→ Task objective: All that is needed is every line of the listing below that has "Copy".

→ Available data:
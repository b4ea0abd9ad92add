//! CART 결정 트리.

use rand::seq::SliceRandom;
use rand::SeedableRng;
use rand_chacha::ChaCha8Rng;
use serde::{Deserialize, Serialize};

use super::dataset::Dataset;

/// 학습 태스크 종류.
#[derive(Debug, Clone, Copy, PartialEq, Eq, Serialize, Deserialize)]
pub enum TaskKind {
    /// 다음날 방향 (0/1) 분류, 지니 불순도
    Classification,
    /// 다음날 종가 회귀, MSE 불순도
    Regression,
}

/// 트리 하이퍼파라미터.
#[derive(Debug, Clone, Copy, Serialize, Deserialize)]
pub struct TreeParams {
    pub max_depth: usize,
    pub min_samples_split: usize,
    pub min_samples_leaf: usize,
    /// 분할마다 고려할 피처 수 (None = 전체)
    pub max_features: Option<usize>,
    pub seed: u64,
    pub task: TaskKind,
}

impl Default for TreeParams {
    fn default() -> Self {
        Self {
            max_depth: 10,
            min_samples_split: 2,
            min_samples_leaf: 5,
            max_features: None,
            seed: 42,
            task: TaskKind::Classification,
        }
    }
}

#[derive(Debug, Clone, Serialize, Deserialize)]
struct Node {
    feature_idx: Option<usize>,
    threshold: Option<f64>,
    /// 리프 예측값. 분류는 다수 클래스, 회귀는 평균.
    value: f64,
    left: Option<Box<Node>>,
    right: Option<Box<Node>>,
}

impl Node {
    fn leaf(value: f64) -> Self {
        Self {
            feature_idx: None,
            threshold: None,
            value,
            left: None,
            right: None,
        }
    }

}

struct SplitCandidate {
    feature_idx: usize,
    threshold: f64,
    left: Vec<usize>,
    right: Vec<usize>,
    /// gain × 노드 샘플 수. 피처 중요도 누적에 사용.
    importance: f64,
}

/// CART 결정 트리.
#[derive(Debug, Clone, Serialize, Deserialize)]
pub struct DecisionTree {
    params: TreeParams,
    root: Option<Node>,
    feature_importances: Vec<f64>,
}

impl DecisionTree {
    pub fn new(params: TreeParams) -> Self {
        Self {
            params,
            root: None,
            feature_importances: Vec::new(),
        }
    }

    /// 트리를 학습합니다.
    pub fn fit(&mut self, dataset: &Dataset) {
        self.feature_importances = vec![0.0; dataset.n_features()];
        let indices: Vec<usize> = (0..dataset.n_samples()).collect();
        let mut rng = ChaCha8Rng::seed_from_u64(self.params.seed);
        self.root = Some(self.grow(dataset, &indices, 0, &mut rng));

        let sum: f64 = self.feature_importances.iter().sum();
        if sum > 0.0 {
            for imp in &mut self.feature_importances {
                *imp /= sum;
            }
        }
    }

    fn grow(
        &mut self,
        dataset: &Dataset,
        indices: &[usize],
        depth: usize,
        rng: &mut ChaCha8Rng,
    ) -> Node {
        let labels: Vec<f64> = indices.iter().map(|&i| dataset.labels[i]).collect();
        let impurity = self.impurity(&labels);

        if depth >= self.params.max_depth
            || indices.len() < self.params.min_samples_split
            || impurity < 1e-10
        {
            return Node::leaf(self.leaf_value(&labels));
        }

        let Some(split) = self.best_split(dataset, indices, impurity, rng) else {
            return Node::leaf(self.leaf_value(&labels));
        };

        if split.left.len() < self.params.min_samples_leaf
            || split.right.len() < self.params.min_samples_leaf
        {
            return Node::leaf(self.leaf_value(&labels));
        }

        self.feature_importances[split.feature_idx] += split.importance;

        let left = self.grow(dataset, &split.left, depth + 1, rng);
        let right = self.grow(dataset, &split.right, depth + 1, rng);

        Node {
            feature_idx: Some(split.feature_idx),
            threshold: Some(split.threshold),
            value: self.leaf_value(&labels),
            left: Some(Box::new(left)),
            right: Some(Box::new(right)),
        }
    }

    fn best_split(
        &self,
        dataset: &Dataset,
        indices: &[usize],
        parent_impurity: f64,
        rng: &mut ChaCha8Rng,
    ) -> Option<SplitCandidate> {
        let n_features = dataset.n_features();
        let max_features = self.params.max_features.unwrap_or(n_features);

        let mut feature_indices: Vec<usize> = (0..n_features).collect();
        feature_indices.shuffle(rng);
        feature_indices.truncate(max_features);

        let mut best_gain = 0.0;
        let mut best: Option<SplitCandidate> = None;

        for &feature_idx in &feature_indices {
            let mut values: Vec<f64> = indices
                .iter()
                .map(|&i| dataset.features[i][feature_idx])
                .collect();
            values.sort_by(|a, b| a.total_cmp(b));
            values.dedup();

            // 인접 고유값의 중점을 임계값 후보로 사용합니다.
            for window in values.windows(2) {
                let threshold = (window[0] + window[1]) / 2.0;
                let (left, right): (Vec<usize>, Vec<usize>) = indices
                    .iter()
                    .partition(|&&i| dataset.features[i][feature_idx] <= threshold);
                if left.is_empty() || right.is_empty() {
                    continue;
                }

                let left_labels: Vec<f64> = left.iter().map(|&i| dataset.labels[i]).collect();
                let right_labels: Vec<f64> = right.iter().map(|&i| dataset.labels[i]).collect();
                let n_left = left.len() as f64;
                let n_right = right.len() as f64;
                let weighted = (n_left * self.impurity(&left_labels)
                    + n_right * self.impurity(&right_labels))
                    / (n_left + n_right);
                let gain = parent_impurity - weighted;

                if gain > best_gain {
                    best_gain = gain;
                    best = Some(SplitCandidate {
                        feature_idx,
                        threshold,
                        importance: gain * indices.len() as f64,
                        left,
                        right,
                    });
                }
            }
        }

        best
    }

    fn impurity(&self, labels: &[f64]) -> f64 {
        match self.params.task {
            TaskKind::Classification => gini(labels),
            TaskKind::Regression => mse(labels),
        }
    }

    fn leaf_value(&self, labels: &[f64]) -> f64 {
        match self.params.task {
            TaskKind::Classification => {
                let positives = labels.iter().filter(|&&l| l > 0.5).count();
                if positives * 2 >= labels.len() {
                    1.0
                } else {
                    0.0
                }
            }
            TaskKind::Regression => mean(labels),
        }
    }

    /// 단일 샘플 예측.
    pub fn predict_one(&self, features: &[f64]) -> f64 {
        let Some(mut node) = self.root.as_ref() else {
            return 0.0;
        };
        loop {
            // 내부 노드는 분할 정보와 양쪽 자식을 항상 가집니다.
            let (Some(idx), Some(threshold), Some(left), Some(right)) = (
                node.feature_idx,
                node.threshold,
                node.left.as_deref(),
                node.right.as_deref(),
            ) else {
                return node.value;
            };
            node = if features.get(idx).copied().unwrap_or(0.0) <= threshold {
                left
            } else {
                right
            };
        }
    }

    /// 불순도 기반 피처 중요도 (합 = 1, 학습 전이면 빈 슬라이스).
    pub fn feature_importances(&self) -> &[f64] {
        &self.feature_importances
    }
}

fn mean(values: &[f64]) -> f64 {
    if values.is_empty() {
        0.0
    } else {
        values.iter().sum::<f64>() / values.len() as f64
    }
}

fn mse(labels: &[f64]) -> f64 {
    if labels.is_empty() {
        return 0.0;
    }
    let m = mean(labels);
    labels.iter().map(|l| (l - m).powi(2)).sum::<f64>() / labels.len() as f64
}

fn gini(labels: &[f64]) -> f64 {
    if labels.is_empty() {
        return 0.0;
    }
    let p = labels.iter().filter(|&&l| l > 0.5).count() as f64 / labels.len() as f64;
    1.0 - p * p - (1.0 - p) * (1.0 - p)
}

#[cfg(test)]
mod tests {
    use super::*;
    use crate::error::Result;

    fn separable() -> Result<Dataset> {
        // x < 5 -> 0, x >= 5 -> 1
        Dataset::new(
            (0..20).map(|i| vec![i as f64, 0.0]).collect(),
            (0..20).map(|i| if i < 10 { 0.0 } else { 1.0 }).collect(),
            vec!["x".to_string(), "noise".to_string()],
        )
    }

    #[test]
    fn test_classification_learns_threshold() {
        let dataset = separable().unwrap();
        let mut tree = DecisionTree::new(TreeParams {
            min_samples_leaf: 1,
            ..Default::default()
        });
        tree.fit(&dataset);
        assert_eq!(tree.predict_one(&[2.0, 0.0]), 0.0);
        assert_eq!(tree.predict_one(&[15.0, 0.0]), 1.0);
    }

    #[test]
    fn test_importance_on_informative_feature() {
        let dataset = separable().unwrap();
        let mut tree = DecisionTree::new(TreeParams {
            min_samples_leaf: 1,
            ..Default::default()
        });
        tree.fit(&dataset);
        let imp = tree.feature_importances();
        assert!(imp[0] > imp[1]);
        assert!((imp.iter().sum::<f64>() - 1.0).abs() < 1e-9);
    }

    #[test]
    fn test_regression_predicts_mean() {
        let dataset = Dataset::new(
            (0..10).map(|i| vec![i as f64]).collect(),
            (0..10).map(|i| if i < 5 { 10.0 } else { 20.0 }).collect(),
            vec!["x".to_string()],
        )
        .unwrap();
        let mut tree = DecisionTree::new(TreeParams {
            task: TaskKind::Regression,
            min_samples_leaf: 1,
            ..Default::default()
        });
        tree.fit(&dataset);
        assert!((tree.predict_one(&[1.0]) - 10.0).abs() < 1e-9);
        assert!((tree.predict_one(&[9.0]) - 20.0).abs() < 1e-9);
    }

    #[test]
    fn test_deterministic_fit() {
        let dataset = separable().unwrap();
        let mut a = DecisionTree::new(TreeParams::default());
        let mut b = DecisionTree::new(TreeParams::default());
        a.fit(&dataset);
        b.fit(&dataset);
        assert_eq!(a.feature_importances(), b.feature_importances());
        assert_eq!(a.predict_one(&[7.0, 0.0]), b.predict_one(&[7.0, 0.0]));
    }
}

→ Problem solution:
#[derive(Debug, Clone, Copy, PartialEq, Eq, Serialize, Deserialize)]
#[derive(Debug, Clone, Copy, Serialize, Deserialize)]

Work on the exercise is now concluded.